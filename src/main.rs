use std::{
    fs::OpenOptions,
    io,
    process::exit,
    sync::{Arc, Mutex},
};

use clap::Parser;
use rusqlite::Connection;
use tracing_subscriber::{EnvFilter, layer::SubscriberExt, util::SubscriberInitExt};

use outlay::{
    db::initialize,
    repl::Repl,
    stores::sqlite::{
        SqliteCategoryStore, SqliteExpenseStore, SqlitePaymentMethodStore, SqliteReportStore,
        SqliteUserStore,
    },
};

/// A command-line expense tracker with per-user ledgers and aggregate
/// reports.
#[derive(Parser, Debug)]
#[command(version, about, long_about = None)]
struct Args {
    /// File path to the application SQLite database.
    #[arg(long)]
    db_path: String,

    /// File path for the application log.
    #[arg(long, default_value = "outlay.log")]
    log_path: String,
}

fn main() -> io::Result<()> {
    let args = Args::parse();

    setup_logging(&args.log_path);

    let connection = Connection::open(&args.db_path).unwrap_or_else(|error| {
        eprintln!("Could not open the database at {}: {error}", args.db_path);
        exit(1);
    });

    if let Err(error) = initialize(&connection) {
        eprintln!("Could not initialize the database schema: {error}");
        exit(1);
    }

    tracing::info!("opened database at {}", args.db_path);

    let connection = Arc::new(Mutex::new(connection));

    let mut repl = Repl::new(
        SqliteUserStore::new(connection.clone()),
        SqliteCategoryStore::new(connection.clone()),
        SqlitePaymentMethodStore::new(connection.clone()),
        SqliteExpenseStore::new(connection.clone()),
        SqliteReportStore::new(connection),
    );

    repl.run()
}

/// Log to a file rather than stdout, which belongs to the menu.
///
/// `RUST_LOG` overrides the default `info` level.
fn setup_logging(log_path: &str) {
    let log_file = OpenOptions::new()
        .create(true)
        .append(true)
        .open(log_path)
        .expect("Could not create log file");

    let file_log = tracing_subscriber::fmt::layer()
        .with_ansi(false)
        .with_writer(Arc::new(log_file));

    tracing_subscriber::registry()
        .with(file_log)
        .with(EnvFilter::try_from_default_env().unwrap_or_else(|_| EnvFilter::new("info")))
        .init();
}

**Directions**
The reply is to be an exact repeat of the records above.

**Task response**
filename src/main.rs
use std::{
    fs::OpenOptions,
    io,
    process::exit,
    sync::{Arc, Mutex},
};

use clap::Parser;
use rusqlite::Connection;
use tracing_subscriber::{EnvFilter, layer::SubscriberExt, util::SubscriberInitExt};

use outlay::{
    db::initialize,
    repl::Repl,
    stores::sqlite::{
        SqliteCategoryStore, SqliteExpenseStore, SqlitePaymentMethodStore, SqliteReportStore,
        SqliteUserStore,
    },
};

/// A command-line expense tracker with per-user ledgers and aggregate
/// reports.
#[derive(Parser, Debug)]
#[command(version, about, long_about = None)]
struct Args {
    /// File path to the application SQLite database.
    #[arg(long)]
    db_path: String,

    /// File path for the application log.
    #[arg(long, default_value = "outlay.log")]
    log_path: String,
}

fn main() -> io::Result<()> {
    let args = Args::parse();

    setup_logging(&args.log_path);

    let connection = Connection::open(&args.db_path).unwrap_or_else(|error| {
        eprintln!("Could not open the database at {}: {error}", args.db_path);
        exit(1);
    });

    if let Err(error) = initialize(&connection) {
        eprintln!("Could not initialize the database schema: {error}");
        exit(1);
    }

    tracing::info!("opened database at {}", args.db_path);

    let connection = Arc::new(Mutex::new(connection));

    let mut repl = Repl::new(
        SqliteUserStore::new(connection.clone()),
        SqliteCategoryStore::new(connection.clone()),
        SqlitePaymentMethodStore::new(connection.clone()),
        SqliteExpenseStore::new(connection.clone()),
        SqliteReportStore::new(connection),
    );

    repl.run()
}

/// Log to a file rather than stdout, which belongs to the menu.
///
/// `RUST_LOG` overrides the default `info` level.
fn setup_logging(log_path: &str) {
    let log_file = OpenOptions::new()
        .create(true)
        .append(true)
        .open(log_path)
        .expect("Could not create log file");

    let file_log = tracing_subscriber::fmt::layer()
        .with_ansi(false)
        .with_writer(Arc::new(log_file));

    tracing_subscriber::registry()
        .with(file_log)
        .with(EnvFilter::try_from_default_env().unwrap_or_else(|_| EnvFilter::new("info")))
        .init();
}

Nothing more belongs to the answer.